STF julga constitucional lei que obriga planos de saúde a notificar sobre descredenciamento de estabelecimentos


A maioria dos ministros do Supremo Tribunal Federal (STF) julgou constitucional a lei estadual, que obriga operadoras de planos de saúde que atuam no Amazonas a notificar os usuários sobre o descredenciamento de hospitais, clínicas, laboratórios, médicos e assemelhados, bem como os novos credenciados.

Durante a sessão virtual desta terça-feira, 9 de junho, a líder do MDB na Assembleia Legislativa, deputada Alessandra Campêlo, autora da proposta, comentou sobre o que ela considera mais uma vitória do seu mandato em relação às pautas de Saúde e Direito do Consumidor.

“Essa é uma vitória para o povo do Amazonas. A Lei, que apresentei em 2018, obriga as operadoras do Amazonas a notificar os usuários, prévia e individualmente, sobre o descredenciamento de hospitais, clínicas e assemelhados. Isso provou que nossa Assembleia fez a lei de forma correta, nossa procuradoria e a PGE analisaram a constitucionalidade. Ficou comprovado que isso é competência concorrente a Direito do Consumidor e abre portas para muitas outras leis que podemos fazer aqui”, disse Alessandra.
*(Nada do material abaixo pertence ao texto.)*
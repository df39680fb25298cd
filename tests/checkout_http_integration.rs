//! Integration tests for checkout HTTP endpoints.
//!
//! These tests drive the full router with a mock payment provider:
//! 1. Gateway listing reflects the registry
//! 2. Payment submissions map outcomes to status codes and JSON bodies
//! 3. Unknown gateways are reported as 404

use std::sync::Arc;

use axum::body::{to_bytes, Body};
use axum::http::{Request, StatusCode};
use axum::Router;
use secrecy::SecretString;
use serde_json::{json, Value};
use tower::ServiceExt;

use pagseguro_gateway::adapters::http::{checkout_router, CheckoutAppState};
use pagseguro_gateway::adapters::MockPaymentProvider;
use pagseguro_gateway::application::{GatewayRegistry, PaymentGatewayAdapter};
use pagseguro_gateway::domain::checkout::GatewaySettings;
use pagseguro_gateway::ports::PaymentError;

// =============================================================================
// Test Infrastructure
// =============================================================================

fn settings(enabled: bool) -> GatewaySettings {
    GatewaySettings {
        enabled,
        email: "shop@example.com".to_string(),
        token: SecretString::new("tok123".to_string()),
        ..Default::default()
    }
}

fn app_with(mock: &MockPaymentProvider, enabled: bool) -> Router {
    let gateway = PaymentGatewayAdapter::new(Arc::new(mock.clone()), settings(enabled)).unwrap();
    let registry = GatewayRegistry::new().with_gateway(Arc::new(gateway)).unwrap();

    Router::new()
        .nest("/api", checkout_router())
        .with_state(CheckoutAppState::new(Arc::new(registry)))
}

fn widget_order() -> Value {
    json!({
        "order_id": 42,
        "currency": "BRL",
        "items": [{"id": 1, "name": "Widget", "quantity": 2, "unit_price": "10.00"}],
        "buyer": {"name": "Ana Silva", "email": "ana@example.com"}
    })
}

async fn post_payment(app: Router, gateway: &str, body: Value) -> (StatusCode, Value) {
    let response = app
        .oneshot(
            Request::builder()
                .method("POST")
                .uri(format!("/api/gateways/{}/payments", gateway))
                .header("content-type", "application/json")
                .body(Body::from(body.to_string()))
                .unwrap(),
        )
        .await
        .unwrap();

    let status = response.status();
    let bytes = to_bytes(response.into_body(), usize::MAX).await.unwrap();
    (status, serde_json::from_slice(&bytes).unwrap())
}

async fn get_json(app: Router, uri: &str) -> (StatusCode, Value) {
    let response = app
        .oneshot(Request::builder().uri(uri).body(Body::empty()).unwrap())
        .await
        .unwrap();

    let status = response.status();
    let bytes = to_bytes(response.into_body(), usize::MAX).await.unwrap();
    (status, serde_json::from_slice(&bytes).unwrap())
}

// =============================================================================
// Gateway Listing
// =============================================================================

#[tokio::test]
async fn lists_enabled_gateway() {
    let (status, body) = get_json(app_with(&MockPaymentProvider::new(), true), "/api/gateways").await;

    assert_eq!(status, StatusCode::OK);
    assert_eq!(
        body,
        json!([{
            "id": "pagseguro",
            "title": "PagSeguro Payment",
            "description": "Pay securely using your credit card through PagSeguro.",
            "has_fields": true
        }])
    );
}

#[tokio::test]
async fn disabled_gateway_is_not_listed() {
    let (status, body) = get_json(app_with(&MockPaymentProvider::new(), false), "/api/gateways").await;

    assert_eq!(status, StatusCode::OK);
    assert_eq!(body, json!([]));
}

// =============================================================================
// Payment Submission
// =============================================================================

#[tokio::test]
async fn accepted_payment_returns_redirect() {
    let mock = MockPaymentProvider::new();

    let (status, body) = post_payment(app_with(&mock, true), "pagseguro", widget_order()).await;

    assert_eq!(status, StatusCode::OK);
    assert_eq!(
        body,
        json!({"result": "success", "redirect": "https://provider.example/pay/42"})
    );
    assert_eq!(mock.call_count(), 1);
    assert_eq!(mock.calls()[0].request.reference, "42");
}

#[tokio::test]
async fn order_without_items_is_bad_request() {
    let mock = MockPaymentProvider::new();
    let mut order = widget_order();
    order["items"] = json!([]);

    let (status, body) = post_payment(app_with(&mock, true), "pagseguro", order).await;

    assert_eq!(status, StatusCode::BAD_REQUEST);
    assert_eq!(body["result"], "failure");
    assert_eq!(body["kind"], "validation");
    assert!(body["message"]
        .as_str()
        .unwrap()
        .starts_with("Payment error: "));
    assert_eq!(mock.call_count(), 0);
}

#[tokio::test]
async fn provider_timeout_is_bad_gateway() {
    let mock = MockPaymentProvider::new();
    mock.set_error(PaymentError::timeout("PagSeguro did not answer within 20s"));

    let (status, body) = post_payment(app_with(&mock, true), "pagseguro", widget_order()).await;

    assert_eq!(status, StatusCode::BAD_GATEWAY);
    assert_eq!(body["kind"], "transport");
    assert_eq!(body["message"], "Payment error: PagSeguro did not answer within 20s");
}

#[tokio::test]
async fn provider_rejection_is_payment_required() {
    let mock = MockPaymentProvider::new();
    mock.set_error(
        PaymentError::rejected("11004: Currency is required.").with_provider_code("11004"),
    );

    let (status, body) = post_payment(app_with(&mock, true), "pagseguro", widget_order()).await;

    assert_eq!(status, StatusCode::PAYMENT_REQUIRED);
    assert_eq!(body["kind"], "provider_rejection");
    assert_eq!(body["message"], "Payment error: 11004: Currency is required.");
}

#[tokio::test]
async fn disabled_gateway_rejects_payment_without_provider_call() {
    let mock = MockPaymentProvider::new();

    let (status, body) = post_payment(app_with(&mock, false), "pagseguro", widget_order()).await;

    assert_eq!(status, StatusCode::BAD_REQUEST);
    assert_eq!(body["kind"], "validation");
    assert_eq!(mock.call_count(), 0);
}

#[tokio::test]
async fn order_without_currency_is_validation_failure() {
    let mock = MockPaymentProvider::new();
    let mut order = widget_order();
    order.as_object_mut().unwrap().remove("currency");

    let (status, body) = post_payment(app_with(&mock, true), "pagseguro", order).await;

    assert_eq!(status, StatusCode::BAD_REQUEST);
    assert_eq!(body["result"], "failure");
    assert_eq!(body["kind"], "validation");
    let message = body["message"].as_str().unwrap();
    assert!(message.starts_with("Payment error: invalid order: "));
    assert!(message.contains("currency"));
    assert_eq!(mock.call_count(), 0);
}

#[tokio::test]
async fn negative_quantity_is_validation_failure() {
    let mock = MockPaymentProvider::new();
    let mut order = widget_order();
    order["items"][0]["quantity"] = json!(-1);

    let (status, body) = post_payment(app_with(&mock, true), "pagseguro", order).await;

    assert_eq!(status, StatusCode::BAD_REQUEST);
    assert_eq!(body["result"], "failure");
    assert_eq!(body["kind"], "validation");
    assert_eq!(mock.call_count(), 0);
}

#[tokio::test]
async fn unknown_gateway_is_not_found() {
    let mock = MockPaymentProvider::new();

    let (status, body) = post_payment(app_with(&mock, true), "stripe", widget_order()).await;

    assert_eq!(status, StatusCode::NOT_FOUND);
    assert_eq!(body["code"], "GATEWAY_NOT_FOUND");
    assert_eq!(mock.call_count(), 0);
}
A deputada acrescentou que vai repassar a Lei para a União Nacional dos Legisladores e Legisladores Estaduais (Unale), entidade na qual é Secretária Nacional de Mulheres, e à bancada de deputados federais e senadores, para que a norma seja replicada em todo o Brasil.

O ministro Edson Fachin foi o autor do voto decisivo que convenceu a maioria dos demais ministros do Supremo. Ele observou que é preciso reconhecer que aos Estados e ao Distrito Federal é dada a competência para legislar sobre relações de consumo em geral. Para Fachin, apenas quando a norma Federal, a fim de garantir a homogeneidade regulatória, afastar a competência dos Estados para dispor sobre consumo, haverá inconstitucionalidade formal.

“A União, ao concretizar a competência constitucional, editou a lei 9.656/98, a qual prevê, atualmente, no seu art. 17, a necessária comunicação ao consumidor do descredenciamento de prestadores de serviço”, disse ele, ao votar no sentido de julgar improcedente a ação.

O ministro Fachin foi acompanhado pelos ministros Alexandre de Moraes, Luiz Fux, Ricardo Lewandowski, Cármen Lúcia e Rosa Weber. O voto do ministro Dias Toffoli não foi computado. O presidente do STF está de licença médica.